Why the world needs MLCommons
A common thread in the DNA of technical research and development teams is a strong desire to make a meaningful contribution to the future in their chosen discipline. ML experts and software and hardware developers here at Myrtle.ai are certainly no exception to that. They recognize that the best contributions may never see the light of day if the industry does not work together to bring the enormous potential of ML to benefit society.
In the early days of ML, different teams in organizations around the world would claim performance advantages over competing organizations, based on a metric that suited their specific choice of software and hardware to implement a model. MLPerf has gone a long way towards making those comparisons meaningful, with their rigorous selection of fair and useful benchmarks. We recognized the value of that initiative early on and have been instrumental in its development as co-chair of the speech working group and owner of the speech transcription inference benchmark.

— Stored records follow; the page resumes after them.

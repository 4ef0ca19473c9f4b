use super::TokenFilter;
use crate::analysis::token::TokenStream;

/// Discards tokens shorter than `min_chars` characters.
///
/// Length counts Unicode scalar values: "đồ" is two characters, five bytes.
/// Discarded tokens stay in the stream until a
/// [`PruneFilter`](super::PruneFilter) removes them.
#[derive(Clone, Debug)]
pub struct MinLengthFilter {
    min_chars: usize,
}

impl MinLengthFilter {
    pub fn new(min_chars: usize) -> Self {
        MinLengthFilter { min_chars }
    }

    pub fn min_chars(&self) -> usize {
        self.min_chars
    }
}

impl TokenFilter for MinLengthFilter {
    fn apply(&self, tokens: TokenStream) -> TokenStream {
        let min_chars = self.min_chars;
        Box::new(tokens.map(move |token| {
            if token.char_len() < min_chars {
                token.discard()
            } else {
                token
            }
        }))
    }

    fn name(&self) -> &'static str {
        "min_length"
    }
}

#[cfg(test)]
mod tests {
    use super::*;
    use crate::analysis::token::Token;

    #[test]
    fn test_single_characters_are_discarded() {
        let tokens = vec![
            Token::new("a", 0),
            Token::new("đồ", 1),
            Token::new("gốm", 2),
            Token::new("ố", 3),
        ];

        let flags: Vec<bool> = MinLengthFilter::new(2)
            .apply(Box::new(tokens.into_iter()))
            .map(|token| token.is_discarded())
            .collect();
        assert_eq!(flags, vec![true, false, false, true]);
    }

    #[test]
    fn test_zero_keeps_everything() {
        let tokens = vec![Token::new("", 0), Token::new("a", 1)];
        let filter = MinLengthFilter::new(0);
        assert!(filter.apply(Box::new(tokens.into_iter())).all(|t| !t.is_discarded()));
        assert_eq!(filter.min_chars(), 0);
    }
}
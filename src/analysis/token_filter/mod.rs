//! Token filters applied after tokenization.

use crate::analysis::token::TokenStream;

pub trait TokenFilter: Send + Sync {
    fn apply(&self, tokens: TokenStream) -> TokenStream;

    fn name(&self) -> &'static str;
}

pub mod min_length;
pub mod prune;

pub use min_length::MinLengthFilter;
pub use prune::PruneFilter;
//! Hard category filtering.

use crate::document::artifact::Artifact;
use crate::document::category::CategoryCatalog;

/// Keeps artifacts carrying the selected categories.
///
/// Selections are grouped by catalog group. An artifact passes if, for every
/// group with a selection, it carries at least one of the selected ids: OR
/// within a group, AND across groups. Ids the catalog does not know are
/// ignored, and a filter without selections passes everything.
///
/// # Examples
///
/// ```
/// use curio::document::{Artifact, CategoryCatalog, CategoryFilter};
///
/// let catalog = CategoryCatalog::builtin();
/// // Era: Lý or Trần, and region: north.
/// let filter = CategoryFilter::new(["ly", "tran", "m_bac"], &catalog);
///
/// let bowl = Artifact::builder().category("tran").category("m_bac").build();
/// let statue = Artifact::builder().category("ly").category("m_nam").build();
/// assert!(filter.matches(&bowl));
/// assert!(!filter.matches(&statue));
/// ```
#[derive(Debug, Clone, Default, PartialEq, Eq)]
pub struct CategoryFilter {
    /// Selected ids per group, groups in order of first selection.
    groups: Vec<(String, Vec<String>)>,
}

impl CategoryFilter {
    pub fn new<I, S>(selected: I, catalog: &CategoryCatalog) -> Self
    where
        I: IntoIterator<Item = S>,
        S: AsRef<str>,
    {
        let mut groups: Vec<(String, Vec<String>)> = Vec::new();
        for id in selected {
            let id = id.as_ref().trim();
            let Some(group) = catalog.group_of(id) else {
                continue;
            };
            match groups.iter_mut().find(|(group_id, _)| *group_id == group.id) {
                Some((_, ids)) => {
                    if !ids.iter().any(|selected| selected == id) {
                        ids.push(id.to_string());
                    }
                }
                None => groups.push((group.id.clone(), vec![id.to_string()])),
            }
        }
        CategoryFilter { groups }
    }

    pub fn is_empty(&self) -> bool {
        self.groups.is_empty()
    }

    /// Selected ids per group.
    pub fn groups(&self) -> &[(String, Vec<String>)] {
        &self.groups
    }

    pub fn matches(&self, artifact: &Artifact) -> bool {
        self.matches_categories(&artifact.categories)
    }

    /// Check a raw list of category ids against the selection.
    pub fn matches_categories<S: AsRef<str>>(&self, categories: &[S]) -> bool {
        self.groups.iter().all(|(_, selected)| {
            selected
                .iter()
                .any(|id| categories.iter().any(|category| category.as_ref() == id))
        })
    }
}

One thing that became clear to us was the lack of data to enable organizations to develop effective speech models. There wasn’t enough openly available data in English language speech, let alone the multiple other languages in use around the world. Witness what happened in the field of image classification when ImageNet was released. It drove a revolution in image classification and we need to see the same in other fields now.

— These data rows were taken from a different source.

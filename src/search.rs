//! Catalog search over a collection of artifacts.
//!
//! [`ArtifactSearch`] runs the steps of a catalog page request in order:
//!
//! 1. keep the artifacts passing the category filter,
//! 2. rank them against the query, or order them by the fallback order
//!    when the query is empty,
//! 3. slice the requested page.
//!
//! # Examples
//!
//! ```
//! use curio::document::{Artifact, CategoryCatalog};
//! use curio::search::{ArtifactSearch, SearchRequest};
//! use curio::config::SearchConfig;
//!
//! let artifacts = vec![
//!     Artifact::builder().id("1").name("Trống đồng Đông Sơn").category("cd").build(),
//!     Artifact::builder().id("2").name("Áo dài truyền thống").category("nguyen").build(),
//!     Artifact::builder().id("3").name("Trống đồng cổ vật").category("cd").build(),
//! ];
//! let search = ArtifactSearch::new(artifacts, CategoryCatalog::builtin(), SearchConfig::default()).unwrap();
//!
//! let page = search.search(&SearchRequest::new("trống đồng"));
//! assert_eq!(page.total_items, 2);
//!
//! let related = search.similar_to("1").unwrap();
//! assert_eq!(related[0].artifact.id, "3");
//! ```

use serde::Serialize;

use crate::config::SearchConfig;
use crate::document::{Artifact, CategoryCatalog, CategoryFilter, Locale};
use crate::error::{CurioError, Result};
use crate::ranking::{Candidate, Page, Ranker, paginate};
use crate::scoring::ItemFields;

/// One catalog search request.
#[derive(Debug, Clone, PartialEq, Eq)]
pub struct SearchRequest {
    /// Free-text query; empty means no text filter.
    pub query: String,
    /// Selected category ids.
    pub categories: Vec<String>,
    /// 1-based page number.
    pub page: usize,
    /// Results per page, `None` for the configured size.
    pub page_size: Option<usize>,
    /// Locale of the category names matched by the query.
    pub locale: Locale,
}

impl SearchRequest {
    pub fn new<S: Into<String>>(query: S) -> Self {
        SearchRequest {
            query: query.into(),
            ..Default::default()
        }
    }

    pub fn with_categories<I, S>(mut self, categories: I) -> Self
    where
        I: IntoIterator<Item = S>,
        S: Into<String>,
    {
        self.categories = categories.into_iter().map(Into::into).collect();
        self
    }

    pub fn with_page(mut self, page: usize) -> Self {
        self.page = page;
        self
    }

    pub fn with_page_size(mut self, page_size: usize) -> Self {
        self.page_size = Some(page_size);
        self
    }

    pub fn with_locale(mut self, locale: Locale) -> Self {
        self.locale = locale;
        self
    }
}

impl Default for SearchRequest {
    fn default() -> Self {
        SearchRequest {
            query: String::new(),
            categories: Vec::new(),
            page: 1,
            page_size: None,
            locale: Locale::default(),
        }
    }
}

/// An artifact with its relevance score.
#[derive(Debug, Clone, Copy, PartialEq, Serialize)]
pub struct ArtifactHit<'a> {
    pub artifact: &'a Artifact,
    pub score: f64,
}

/// Search and related-item suggestions over one artifact collection.
#[derive(Debug, Clone)]
pub struct ArtifactSearch {
    artifacts: Vec<Artifact>,
    catalog: CategoryCatalog,
    config: SearchConfig,
    ranker: Ranker,
}

impl ArtifactSearch {
    pub fn new(
        artifacts: Vec<Artifact>,
        catalog: CategoryCatalog,
        config: SearchConfig,
    ) -> Result<Self> {
        let ranker = Ranker::new(&config)?;
        Ok(ArtifactSearch {
            artifacts,
            catalog,
            config,
            ranker,
        })
    }

    /// Search with the builtin catalog and default configuration.
    pub fn with_defaults(artifacts: Vec<Artifact>) -> Self {
        ArtifactSearch {
            artifacts,
            catalog: CategoryCatalog::builtin(),
            config: SearchConfig::default(),
            ranker: Ranker::default(),
        }
    }

    pub fn artifacts(&self) -> &[Artifact] {
        &self.artifacts
    }

    pub fn catalog(&self) -> &CategoryCatalog {
        &self.catalog
    }

    pub fn config(&self) -> &SearchConfig {
        &self.config
    }

    pub fn len(&self) -> usize {
        self.artifacts.len()
    }

    pub fn is_empty(&self) -> bool {
        self.artifacts.is_empty()
    }

    /// Look up an artifact by id.
    pub fn get(&self, id: &str) -> Option<&Artifact> {
        self.artifacts.iter().find(|artifact| artifact.id == id)
    }

    /// All artifacts passing the category filter, ranked against `query`.
    pub fn rank(&self, query: &str, categories: &[String], locale: Locale) -> Vec<ArtifactHit<'_>> {
        let filter = CategoryFilter::new(categories, &self.catalog);
        let selected: Vec<&Artifact> = self
            .artifacts
            .iter()
            .filter(|artifact| filter.matches(artifact))
            .collect();

        log::debug!(
            target: "curio::search",
            "{} of {} artifacts pass the category filter",
            selected.len(),
            self.artifacts.len()
        );

        let candidates: Vec<Candidate> = selected
            .iter()
            .map(|artifact| {
                Candidate::new(
                    artifact.id.as_str(),
                    artifact.search_text(&self.catalog, locale),
                )
            })
            .collect();

        self.ranker
            .rank_hits(query, &candidates)
            .into_iter()
            .map(|hit| ArtifactHit {
                artifact: selected[hit.position],
                score: hit.score,
            })
            .collect()
    }

    /// Run a catalog search and return the requested page.
    pub fn search(&self, request: &SearchRequest) -> Page<ArtifactHit<'_>> {
        let ranked = self.rank(&request.query, &request.categories, request.locale);
        let page_size = request.page_size.unwrap_or(self.config.page_size);
        paginate(&ranked, request.page, page_size)
    }

    /// Artifacts related to the artifact `id`, up to the configured top-K.
    pub fn similar_to(&self, id: &str) -> Result<Vec<ArtifactHit<'_>>> {
        self.similar_top_k(id, self.config.similar.top_k)
    }

    /// Artifacts related to the artifact `id`, up to `top_k`.
    pub fn similar_top_k(&self, id: &str, top_k: usize) -> Result<Vec<ArtifactHit<'_>>> {
        let target = self
            .get(id)
            .ok_or_else(|| CurioError::not_found(format!("artifact '{id}'")))?;

        let fields: Vec<ItemFields> = self
            .artifacts
            .iter()
            .map(Artifact::similarity_fields)
            .collect();

        Ok(self
            .ranker
            .similar_hits(&target.similarity_fields(), &fields, top_k)
            .into_iter()
            .map(|hit| ArtifactHit {
                artifact: &self.artifacts[hit.position],
                score: hit.score,
            })
            .collect())
    }
}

The third cornerstone required to bring the industry together and hence accelerate innovation in ML is a shared infrastructure for portability and reproducibility. In recognition of these three needs, a new open engineering consortium, named MLCommons, has now been created to develop globally-accepted metrics and benchmarks, datasets and best practices. We’re proud to be a founding member of MLCommons, working alongside other agile innovators ranging in size right up to global giants such as Intel, Microsoft and NVIDIA. One of the first projects to come out of MLCommons will be The People’s Speech open dataset. We’ve been part of the team that will make widely available over 80,000 hours of transcribed speech in diverse languages by diverse speakers. We’re proud to be contributing to a future in which R&D teams can fulfil their potential and improve the future for us all.